• [Data]:
use crate::broker::StreamBroker;
use crate::chat::ChatOutput;
use crate::config::RuntimeConfig;
use crate::driver::{RunSink, Runner, StatusToken};
use crate::hash::{dedupe_hash, dedupe_hash_nonempty};
use crate::rollout::{self, RolloutRecord};
use crate::session::{now_ts, Run, RunStatus, SessionManager, SessionState};
use crate::store::Store;

/// An installed per-user run: the task plus its cancellation handle.
struct RunHandle {
    task: JoinHandle<()>,
    cancel: CancellationToken,
}

/// Open-file cursor for one `bot:resume` rollout stream. Reset to
/// defaults whenever the backing file goes stale.
#[derive(Default)]
struct SyncCursor {
    path: PathBuf,
    inode: u64,
    offset: u64,
}

pub struct Orchestrator {
    config: Arc<RuntimeConfig>,
    sessions: Arc<SessionManager>,
    store: Arc<Store>,
    runner: Arc<dyn Runner>,
    bot_id: String,
    active: Mutex<HashMap<i64, RunHandle>>,
    sync_cursors: Mutex<HashMap<String, SyncCursor>>,
}

/// Driver-facing sink for one run: stream output through the broker,
/// remember the last status token and the recovered final message.
struct RunBridge {
    config: Arc<RuntimeConfig>,
    broker: Arc<StreamBroker>,
    status: parking_lot::Mutex<Option<StatusToken>>,
    final_message: parking_lot::Mutex<Option<String>>,
}

#[async_trait]
impl RunSink for RunBridge {
    async fn output(&self, text: &str, is_error: bool) {
        if is_error && !self.config.stream_include_stderr {
            debug!("stderr 已隐藏：{text}");
            return;
        }
        self.broker.push(text, is_error).await;
    }

    async fn status(&self, token: StatusToken) {
        *self.status.lock() = Some(token);
    }

    async fn final_message(&self, text: &str) {
        *self.final_message.lock() = Some(text.to_string());
    }
}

• [What you are asked to do]: Copy out, in full, each line above that has the word "store" in it.

• [Exercise answer]:
use crate::store::Store;
    store: Arc<Store>,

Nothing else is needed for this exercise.